Paola meraih bahu Maxim dan berbicara.
“Kamu, apa hubunganmu dengan Komandan?”
Ekspresi Maxim sesaat menjadi kaku sebelum kembali normal.
“…Aku tidak tahu mengapa kamu menanyakan itu.”
Ia tak bisa menahan ketegasan yang merembes ke dalam suaranya. Maxim menggigit bibir bawahnya. Melihat reaksinya, Paola mundur sambil mengangkat bahu.
“Bukan apa-apa. Ayo kita antre sekarang.”
Maxim memperhatikan punggung Paola yang menjauh sambil menghela napas.
“…Senior?”
“Hah?”
Maxim terkejut mendengar suara Christine tiba-tiba datang dari belakang.
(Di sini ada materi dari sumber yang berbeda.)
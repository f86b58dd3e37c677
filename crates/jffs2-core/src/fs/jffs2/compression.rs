/// Node payload decompression
///
/// Each inode node names the method its data was compressed with. Methods
/// 0 (none), 6 (zlib) and 8 (the OpenWrt LZMA variant) are decoded; every
/// other method is passed through untouched with a diagnostic.
use flate2::read::DeflateDecoder;
use lzma_rs::decompress::{Options, Stream, UnpackedSize};
use serde::{Deserialize, Serialize};
use std::io::{self, Read, Write};

use super::nodes::InodeNode;
use crate::error::DecodeError;

/// Compression method tag of an inode node
#[derive(Debug, Clone, Copy, PartialEq, Eq, Hash, Serialize, Deserialize)]
pub enum CompressionMethod {
    None,
    Zero,
    Rtime,
    RubinMips,
    Copy,
    DynRubin,
    Zlib,
    Lzo,
    Lzma,
    Unknown(u8),
}

impl CompressionMethod {
    pub fn from_tag(tag: u8) -> Self {
        match tag {
            0 => Self::None,
            1 => Self::Zero,
            2 => Self::Rtime,
            3 => Self::RubinMips,
            4 => Self::Copy,
            5 => Self::DynRubin,
            6 => Self::Zlib,
            7 => Self::Lzo,
            8 => Self::Lzma,
            other => Self::Unknown(other),
        }
    }

    pub fn tag(&self) -> u8 {
        match self {
            Self::None => 0,
            Self::Zero => 1,
            Self::Rtime => 2,
            Self::RubinMips => 3,
            Self::Copy => 4,
            Self::DynRubin => 5,
            Self::Zlib => 6,
            Self::Lzo => 7,
            Self::Lzma => 8,
            Self::Unknown(tag) => *tag,
        }
    }
}

/// A payload decoder for one compression method
pub trait Decompressor: Send + Sync {
    /// Decode `data`, which should expand to `expected_len` bytes.
    /// Output larger than `limit` is an error.
    fn decompress(&self, data: &[u8], expected_len: usize, limit: u64)
        -> Result<Vec<u8>, DecodeError>;
}

/// Method 0
pub struct Uncompressed;

impl Decompressor for Uncompressed {
    fn decompress(&self, data: &[u8], _expected_len: usize, _limit: u64) -> Result<Vec<u8>, DecodeError> {
        Ok(data.to_vec())
    }
}

/// Method 6: deflate, with or without the 2-byte zlib header
pub struct ZlibCodec;

impl ZlibCodec {
    /// Whether `data` opens with a zlib container header
    pub fn has_zlib_header(data: &[u8]) -> bool {
        if data.len() <= 2 {
            return false;
        }
        let (b0, b1) = (data[0], data[1]);
        (b1 & 0x20) == 0 && (b0 & 0x0f) == 8 && ((u16::from(b0) << 8) | u16::from(b1)) % 31 == 0
    }
}

impl Decompressor for ZlibCodec {
    fn decompress(&self, data: &[u8], _expected_len: usize, limit: u64) -> Result<Vec<u8>, DecodeError> {
        let body = if Self::has_zlib_header(data) {
            &data[2..]
        } else {
            data
        };

        let mut out = Vec::new();
        DeflateDecoder::new(body)
            .take(limit.saturating_add(1))
            .read_to_end(&mut out)
            .map_err(DecodeError::Inflate)?;

        if out.len() as u64 > limit {
            return Err(DecodeError::OutputTooLarge { limit });
        }
        Ok(out)
    }
}

/// Method 8: headerless LZMA1 stream
///
/// Parameters follow the OpenWrt JFFS2 LZMA patch: lc=0, lp=0, pb=0 and an
/// 8 KiB dictionary.
pub struct LzmaCodec;

impl LzmaCodec {
    pub const DICT_SIZE: u32 = 8192;

    /// Properties byte and dictionary size, the prefix the stream decoder expects
    fn stream_header() -> [u8; 5] {
        let (lc, lp, pb) = (0u8, 0u8, 0u8);
        let mut header = [0u8; 5];
        header[0] = (pb * 5 + lp) * 9 + lc;
        header[1..].copy_from_slice(&Self::DICT_SIZE.to_le_bytes());
        header
    }
}

/// Output sink that refuses to grow past `limit` bytes
struct BoundedSink<'a> {
    out: &'a mut Vec<u8>,
    limit: u64,
}

impl Write for BoundedSink<'_> {
    fn write(&mut self, buf: &[u8]) -> io::Result<usize> {
        self.out.extend_from_slice(buf);
        if self.out.len() as u64 > self.limit {
            return Err(io::Error::new(io::ErrorKind::Other, "decoded output over limit"));
        }
        Ok(buf.len())
    }

    fn flush(&mut self) -> io::Result<()> {
        Ok(())
    }
}

impl Decompressor for LzmaCodec {
    /// Decode the whole stream, with or without an end marker
    ///
    /// The node's `dsize` only drives the padding trim; the decoded length is
    /// bounded by `limit` alone.
    fn decompress(&self, data: &[u8], expected_len: usize, limit: u64) -> Result<Vec<u8>, DecodeError> {
        let options = Options {
            unpacked_size: UnpackedSize::UseProvided(None),
            memlimit: None,
            allow_incomplete: true,
        };
        let mut out = Vec::new();
        let result = {
            let sink = BoundedSink { out: &mut out, limit };
            let mut stream = Stream::new_with_options(&options, sink);
            let mut framed = Self::stream_header().to_vec();
            framed.extend_from_slice(data);
            match stream.write_all(&framed) {
                Ok(()) => stream.finish().map(|_| ()).map_err(|e| e.to_string()),
                Err(e) => Err(e.to_string()),
            }
        };

        if out.len() as u64 > limit {
            return Err(DecodeError::OutputTooLarge { limit });
        }
        result.map_err(DecodeError::Lzma)?;

        trim_zero_padding(&mut out, expected_len);
        Ok(out)
    }
}

/// Drop trailing bytes past `expected_len` when they are all zero
///
/// Some encoders pad the stream; the padding decodes to NULs.
pub fn trim_zero_padding(out: &mut Vec<u8>, expected_len: usize) {
    if out.len() > expected_len && out[expected_len..].iter().all(|&b| b == 0) {
        out.truncate(expected_len);
    }
}

static UNCOMPRESSED: Uncompressed = Uncompressed;
static ZLIB: ZlibCodec = ZlibCodec;
static LZMA: LzmaCodec = LzmaCodec;

/// The decoder for `method`, if this crate supports it
pub fn codec_for(method: CompressionMethod) -> Option<&'static dyn Decompressor> {
    match method {
        CompressionMethod::None => Some(&UNCOMPRESSED),
        CompressionMethod::Zlib => Some(&ZLIB),
        CompressionMethod::Lzma => Some(&LZMA),
        _ => None,
    }
}

/// Decompressed node data, possibly with the reason it is raw
#[derive(Debug)]
pub struct Decompressed {
    pub data: Vec<u8>,
    /// Set when `data` is the raw payload because decoding was impossible
    pub error: Option<DecodeError>,
}

/// Decompress an inode node's payload, falling back to its raw bytes
pub fn decompress_node(node: &InodeNode, limit: u64) -> Decompressed {
    let method = CompressionMethod::from_tag(node.compr);
    let Some(codec) = codec_for(method) else {
        tracing::warn!(
            "jffs2: unsupported compression method {} ({:?}) in inode {} version {}",
            node.compr,
            method,
            node.ino,
            node.version
        );
        return Decompressed {
            data: node.data.clone(),
            error: Some(DecodeError::Unsupported(node.compr)),
        };
    };

    match codec.decompress(&node.data, node.dsize as usize, limit) {
        Ok(data) => Decompressed { data, error: None },
        Err(e) => {
            tracing::warn!(
                "jffs2: inode {} version {} at 0x{:X}: {}",
                node.ino,
                node.version,
                node.offset,
                e
            );
            Decompressed {
                data: node.data.clone(),
                error: Some(e),
            }
        }
    }
}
Dia pasti telah menggunakan semacam trik sihir untuk menyamarkan kehadirannya sepenuhnya. Dia menggoda ekspresi Maxim yang gugup, mengangkat salah satu sudut mulutnya dengan main-main.
“Jadi, apa hubungan Anda dengan Komandan?”
Ternyata dia sedang menguping. Maxim mendorong Christine yang mengejeknya menjauh.
“Sepertinya kamu sudah memutuskan untuk menggunakan istilah ‘senior’.”
Christine menatap Maxim, merasa tidak puas dengan perubahan topik yang disengaja itu. Namun, Maxim hanya menggelengkan kepala dan dengan cepat bergabung dengan barisan para ksatria yang berbaris, meninggalkannya di belakang. Saat Christine memperhatikannya pergi, kenakalan di matanya memudar. Dan perlahan, emosi yang berbeda memenuhi ruang itu.
==
Maxim berpikir seragam hitam pekat Ordo Ksatria Gagak juga sangat cocok untuk Theodora. Rambut pirang platinumnya yang berkilau seperti Bima Sakti sedikit bergoyang setiap kali dia melangkah. Theodora berdiri di depan podium, tempat yang telah ditentukan untuknya, mengamati para ksatria. Namun, pandangannya tidak pernah sekali pun tertuju pada Maxim.
“Selamat pagi. Ini pertama kalinya saya memperkenalkan diri secara resmi. Senang bertemu dengan Anda. Saya Komandan Theodora Bening.”
Theodora menyampaikan salamnya dengan sangat singkat.
“Dengan tulus saya menyambut Anda semua yang telah menjadi anggota Ordo Ksatria Gagak yang akan terlahir kembali. Seperti yang Anda ketahui, restrukturisasi ini tidak hanya akan berdampak pada ordo ksatria kita. Ordo ksatria kita yang telah direformasi akan menjadi garda terdepan revitalisasi Kekaisaran Riant.”
Kata-kata Theodora memiliki kekuatan yang memukau para pendengarnya. Para ksatria dengan tenang memusatkan perhatian pada apa yang dikatakan komandan mereka.
“…Tetapi sebelum itu, kita perlu menunjuk seorang Wakil Komandan terlebih dahulu.”
Mata Theodora sekilas tertuju pada Maxim sebelum beralih. Hatinya berdebar sesaat di bawah tatapan tajam itu.
“Saya akan dengan senang hati menerima sukarelawan mana pun.”
Dua tangan terangkat di antara para ksatria segera setelah Theodora selesai berbicara. Maxim sedikit menoleh untuk melihat para sukarelawan.
Salah satunya adalah seorang ksatria yang mengikuti Theodora selama ujian seleksi, dan yang lainnya adalah,
“…Hah.”
Christine Watson, dengan rambut pirang panjangnya yang terurai hingga pinggang dan mata hijau zamrud yang penuh tekad.